DG & E Bennett(Upper Swansea Valley)Breeders of mutation Indian Ringnecks.
Tel: 01639 841432

EDINBURGH BREEDER OF HAND REARED AFRICAN GREYS,MCAWAS,SENEGALS,PIONUS,RINGNECKS,COCKATIELS,CONURES AND ROSA BOURKES .. all my birds are hand reared in our family home,they are all cute and cuddly and well Socialised with humans and pets,the birds are handled by all our family daily with TLC..so make great pets..all babies come with birth/hatch certificate,care sheet .WILL DELIVER FOR COST OF PETROL 
0131 553 6067 Email - [email protected]

Breeder of Amazons and Mutation Ringnecks
(SCOTLAND) - Peters Parrots, advice also given Email

Breeder of Indian Ringnecks email [email protected]

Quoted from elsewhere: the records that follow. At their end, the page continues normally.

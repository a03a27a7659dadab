//! TEAM_203: Tmpfs File Operations

use alloc::string::String;

use crate::driver::FileOps;
use crate::error::{VfsError, VfsResult};
use crate::file::{FileTableNode, OpenFlags};
use crate::inode::InodeRef;
use crate::stat::{DirEntry, Stat, StatMask};
use crate::volume::VolumeRef;

use super::Tmpfs;
use super::dir_ops;
use super::node::{Content, MAX_FILE_SIZE, node};

impl FileOps for Tmpfs {
    fn open_file(
        &self,
        _volume: &VolumeRef,
        inode: &InodeRef,
        flags: OpenFlags,
    ) -> VfsResult<FileTableNode> {
        if flags.is_truncate() && flags.is_writable() {
            if let Content::File(data) = &mut *node(inode)?.content.lock() {
                data.clear();
            }
        }
        Ok(FileTableNode::file(inode.clone(), flags))
    }

    fn read(
        &self,
        file: &FileTableNode,
        position: u64,
        segments: &mut [&mut [u8]],
    ) -> VfsResult<usize> {
        let content = node(file.inode())?.content.lock();
        let data = match &*content {
            Content::File(data) => data,
            Content::Directory(_) => return Err(VfsError::IsADirectory),
            Content::Symlink(_) | Content::Device => return Err(VfsError::InvalidArgument),
        };

        let mut offset = usize::try_from(position).unwrap_or(usize::MAX);
        let mut total = 0;
        for segment in segments.iter_mut() {
            if offset >= data.len() {
                break;
            }
            let count = segment.len().min(data.len() - offset);
            segment[..count].copy_from_slice(&data[offset..offset + count]);
            offset += count;
            total += count;
        }
        Ok(total)
    }

    fn write(&self, file: &FileTableNode, position: u64, segments: &[&[u8]]) -> VfsResult<usize> {
        let mut content = node(file.inode())?.content.lock();
        let Content::File(data) = &mut *content else {
            return Err(if file.inode().is_dir() {
                VfsError::IsADirectory
            } else {
                VfsError::InvalidArgument
            });
        };

        let offset = usize::try_from(position).map_err(|_| VfsError::FileTooLarge)?;
        let length: usize = segments.iter().map(|s| s.len()).sum();
        if length == 0 {
            return Ok(0);
        }
        let end = offset.checked_add(length).ok_or(VfsError::FileTooLarge)?;
        if end > MAX_FILE_SIZE {
            return Err(VfsError::FileTooLarge);
        }

        if data.len() < end {
            data.resize(end, 0);
        }
        let mut cursor = offset;
        for segment in segments {
            data[cursor..cursor + segment.len()].copy_from_slice(segment);
            cursor += segment.len();
        }
        Ok(length)
    }

    fn read_link(&self, _volume: &VolumeRef, inode: &InodeRef) -> VfsResult<String> {
        match &*node(inode)?.content.lock() {
            Content::Symlink(target) => Ok(target.clone()),
            _ => Err(VfsError::InvalidArgument),
        }
    }

    fn read_directory(
        &self,
        _volume: &VolumeRef,
        dir: &FileTableNode,
    ) -> VfsResult<Option<DirEntry>> {
        let index = dir.cursor();
        let entry = dir_ops::entry_at(dir.inode(), index)?;
        if entry.is_some() {
            dir.set_cursor(index + 1);
        }
        Ok(entry)
    }

    fn read_stat(&self, volume: &VolumeRef, inode: &InodeRef) -> VfsResult<Stat> {
        let tmp = node(inode)?;
        let size = tmp.content.lock().size();
        let attrs = *tmp.attrs.lock();
        Ok(Stat {
            dev: volume.id(),
            ino: inode.ino(),
            mode: inode.mode(),
            nlink: if inode.is_dir() { 2 } else { 1 },
            uid: attrs.uid,
            gid: attrs.gid,
            size,
            atime: attrs.atime,
            mtime: attrs.mtime,
            ctime: attrs.ctime,
        })
    }

    fn write_stat(
        &self,
        _volume: &VolumeRef,
        inode: &InodeRef,
        stat: &Stat,
        mask: StatMask,
    ) -> VfsResult<()> {
        let tmp = node(inode)?;
        if mask.contains(StatMask::SIZE) {
            let size = usize::try_from(stat.size).map_err(|_| VfsError::FileTooLarge)?;
            if size > MAX_FILE_SIZE {
                return Err(VfsError::FileTooLarge);
            }
            match &mut *tmp.content.lock() {
                Content::File(data) => data.resize(size, 0),
                Content::Directory(_) => return Err(VfsError::IsADirectory),
                Content::Symlink(_) | Content::Device => return Err(VfsError::InvalidArgument),
            }
        }
        if mask.contains(StatMask::MODE) {
            inode.set_permissions(stat.mode);
        }

        let mut attrs = tmp.attrs.lock();
        if mask.contains(StatMask::UID) {
            attrs.uid = stat.uid;
        }
        if mask.contains(StatMask::GID) {
            attrs.gid = stat.gid;
        }
        if mask.contains(StatMask::ATIME) {
            attrs.atime = stat.atime;
        }
        if mask.contains(StatMask::MTIME) {
            attrs.mtime = stat.mtime;
        }
        if mask.contains(StatMask::CTIME) {
            attrs.ctime = stat.ctime;
        }
        Ok(())
    }
}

Theres a few who all breed Ringnecks. I got the details from the Rob Harvey website. Good luck in finding one. 

Jazz


----------



## adamntitch (Jun 17, 2007)

its also illegal to sell or buy an unweaned baby


----------



## Zoo-Man (Apr 12, 2008)

Many hand-reared Ring-Necked Parakeets revert back to being pretty wild & unfriendly with humans when they mature.


----------



## leopardgeckomad (Feb 2, 2008)

thankyou very much everyone, i have spoken to one of my friends (a breeder of many birds with 25+ experience) and he also said to me it will be safer to get a fully weaned baby ringneck (well anybird) and just spend alot of time with it to tame it.

regards,
brad


----------



## londonjoe (Apr 11, 2011)

i have got hundreds of them in my garedn


----------



## leopardgeckomad (Feb 2, 2008)

londonjoe said:


> i have got hundreds of them in my garedn


seriously, do you breed them im after a young one, fully weaned but tameable...

will pay good money for the one i like lol.

regards brad,
also can you get some pics of them


----------



## Zoo-Man (Apr 12, 2008)

leopardgeckomad said:


> seriously, do you breed them im after a young one, fully weaned but tameable...
> 
> will pay good money for the one i like lol.
> 
> ...


I think he means the feral ones that now live around the South East.


----------